The Fraunhofer Institute, a German state-backed research agency, defines the sovereignty of technology as the ability of a state “to provide the technologies it considers essential for the well-being, competitiveness and ability to act and to be able to develop or obtain from them other economic areas without unilateral structural dependence. “

Europe is currently relying on technologies that go beyond its borders, but the continent’s leaders want to change that.

“Strengthening Europe’s digital sovereignty is a key component of our digital strategy,” a spokesman for the European Commission, the European Union’s executive arm, told CNBC. “Europe can play a leading role on the world in terms of technology.”

At present, however, Europe is lagging behind in terms of crucial technological infrastructure, such as semiconductors and super-fast telecommunications networks.
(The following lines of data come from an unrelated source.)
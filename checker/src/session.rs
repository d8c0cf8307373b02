//! Validator setup and per-request sessions
//!
//! A [`FieldValidator`] is built once (built-in and custom predicates plus
//! options) and shared across requests. Each request opens a
//! [`ValidationSession`] over its [`RequestData`]; every chain and schema run
//! in that request writes into the session's error list.

use std::sync::Arc;

use serde_json::{Map, Value};

use crate::aggregate::{self, Outcome};
use crate::chain::ValidatorChain;
use crate::config::{ConfigError, ErrorFormatter, ValidatorOptions};
use crate::errors::{ErrorRecord, ValidationFailure, ValidatorError};
use crate::location::{FieldRef, Location, LocationSpec, RequestData};
use crate::predicates::BUILTINS;
use crate::registry::{CustomFn, PredicateRegistry};
use crate::schema::{self, Schema};

#[derive(Debug, Clone)]
pub struct FieldValidator {
    registry: Arc<PredicateRegistry>,
    options: ValidatorOptions,
}

impl Default for FieldValidator {
    fn default() -> Self {
        Self::new(ValidatorOptions::default())
    }
}

impl FieldValidator {
    /// Validator with the built-in predicates only
    pub fn new(options: ValidatorOptions) -> Self {
        Self {
            registry: Arc::new(PredicateRegistry::builtin()),
            options,
        }
    }

    pub fn builder() -> FieldValidatorBuilder {
        FieldValidatorBuilder::default()
    }

    pub fn from_env() -> Result<Self, ConfigError> {
        Ok(Self::new(ValidatorOptions::from_env()?))
    }

    pub fn registry(&self) -> &PredicateRegistry {
        &self.registry
    }

    pub fn options(&self) -> &ValidatorOptions {
        &self.options
    }

    /// Open the validation phase for one request
    pub fn session<'r>(&'r self, request: &'r RequestData) -> ValidationSession<'r> {
        ValidationSession {
            validator: self,
            request,
            errors: Vec::new(),
        }
    }
}

#[derive(Default)]
pub struct FieldValidatorBuilder {
    options: ValidatorOptions,
    custom: Vec<(String, Arc<CustomFn>)>,
}

impl FieldValidatorBuilder {
    pub fn options(mut self, options: ValidatorOptions) -> Self {
        self.options = options;
        self
    }

    /// Register a custom predicate. It receives the raw field value, the
    /// constraint arguments and the whole request.
    pub fn custom_validator<F>(mut self, name: impl Into<String>, check: F) -> Self
    where
        F: Fn(Option<&Value>, &[Value], &RequestData) -> bool + Send + Sync + 'static,
    {
        let check: Arc<CustomFn> = Arc::new(check);
        self.custom.push((name.into(), check));
        self
    }

    pub fn error_formatter<F>(mut self, formatter: F) -> Self
    where
        F: Fn(&str, &str, Option<&Value>) -> ErrorRecord + Send + Sync + 'static,
    {
        let formatter: ErrorFormatter = Arc::new(formatter);
        self.options.error_formatter = formatter;
        self
    }

    pub fn skip_validation_on_first_error(mut self, skip: bool) -> Self {
        self.options.skip_validation_on_first_error = skip;
        self
    }

    pub fn default_message(mut self, message: impl Into<String>) -> Self {
        self.options.default_message = message.into();
        self
    }

    pub fn schema_message(mut self, message: impl Into<String>) -> Self {
        self.options.schema_message = message.into();
        self
    }

    pub fn build(self) -> FieldValidator {
        let custom_count = self.custom.len();
        let registry = PredicateRegistry::register(BUILTINS, self.custom);
        tracing::debug!(
            predicates = registry.len(),
            custom = custom_count,
            "predicate registry built"
        );
        FieldValidator {
            registry: Arc::new(registry),
            options: self.options,
        }
    }
}

/// One request's validation phase
#[derive(Debug)]
pub struct ValidationSession<'r> {
    validator: &'r FieldValidator,
    request: &'r RequestData,
    errors: Vec<ErrorRecord>,
}

impl<'r> ValidationSession<'r> {
    pub fn validator(&self) -> &'r FieldValidator {
        self.validator
    }

    pub fn request(&self) -> &'r RequestData {
        self.request
    }

    /// Errors recorded so far, in order, duplicates included
    pub fn errors(&self) -> &[ErrorRecord] {
        &self.errors
    }

    pub fn has_errors(&self) -> bool {
        !self.errors.is_empty()
    }

    pub(crate) fn record(&mut self, error: ErrorRecord) -> usize {
        self.errors.push(error);
        self.errors.len() - 1
    }

    pub(crate) fn replace(&mut self, index: usize, error: ErrorRecord) {
        if let Some(slot) = self.errors.get_mut(index) {
            *slot = error;
        }
    }

    /// Chain for `field` at `spec`, with an optional failure message used for
    /// every failing predicate
    pub fn check_in(
        &mut self,
        spec: LocationSpec,
        field: impl Into<FieldRef>,
        fail_message: Option<&str>,
    ) -> ValidatorChain<'_, 'r> {
        let field = field.into();
        let location = self.request.resolve(spec, &field);
        ValidatorChain::new(self, field, location, fail_message.map(str::to_string))
    }

    /// Chain for `field` wherever it is found (params, query, body, headers)
    pub fn check(&mut self, field: impl Into<FieldRef>) -> ValidatorChain<'_, 'r> {
        self.check_in(LocationSpec::Any, field, None)
    }

    pub fn check_params(&mut self, field: impl Into<FieldRef>) -> ValidatorChain<'_, 'r> {
        self.check_in(Location::Params.into(), field, None)
    }

    pub fn check_query(&mut self, field: impl Into<FieldRef>) -> ValidatorChain<'_, 'r> {
        self.check_in(Location::Query.into(), field, None)
    }

    pub fn check_body(&mut self, field: impl Into<FieldRef>) -> ValidatorChain<'_, 'r> {
        self.check_in(Location::Body.into(), field, None)
    }

    pub fn check_headers(&mut self, field: impl Into<FieldRef>) -> ValidatorChain<'_, 'r> {
        self.check_in(Location::Header.into(), field, None)
    }

    /// Run a schema, resolving each field with the locator unless it names
    /// its own location
    pub fn validate_schema(&mut self, schema: &Schema) -> Result<(), ValidatorError> {
        schema::execute(self, schema, LocationSpec::Any)
    }

    pub fn validate_schema_in(
        &mut self,
        schema: &Schema,
        location: Location,
    ) -> Result<(), ValidatorError> {
        schema::execute(self, schema, location.into())
    }

    /// Finish the validation phase, see [`aggregate::finalize`]
    pub fn finalize(&self, mapped: bool) -> Result<Outcome, ValidationFailure> {
        aggregate::finalize(&self.errors, self.request, mapped)
    }

    /// Errors keyed by param, or `None` when nothing failed
    pub fn mapped_errors(&self) -> Option<Map<String, Value>> {
        if self.errors.is_empty() {
            None
        } else {
            Some(aggregate::map_by_param(&self.errors))
        }
    }

    /// Merged request parameters, or the aggregate failure
    pub fn valid(&self) -> Result<Map<String, Value>, ValidationFailure> {
        if self.errors.is_empty() {
            Ok(aggregate::merged_params(self.request))
        } else {
            Err(ValidationFailure::new(aggregate::dedup(&self.errors)))
        }
    }
}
Companies such as Cisco in the US and Huawei in China have built the Internet-based sanitation facilities for Europe’s 700 million people. The chips come largely from manufacturers, including Nvidia, Qualcomm and Intel in the US, Foxconn in China, Samsung in South Korea or TSMC in Taiwan, which China considers a separatist province. Then there are the internet platforms in the US and China – think of Google, Facebook, Instagram and TikTok – which have hundreds of millions of European users sharing their personal data with companies on a phenomenal scale.

“Nations have become concerned that technology is allowing foreign powers to dominate them in all sorts of ways,” Abishur Prakash, a geopolitical specialist at the Center for Future Innovation, a Toronto-based consulting firm, told CNBC. “Because of this, governments are looking at technology through a new lens.”

Rising tensions

The ongoing geopolitical tensions between the US and China have not gone unnoticed by European leaders.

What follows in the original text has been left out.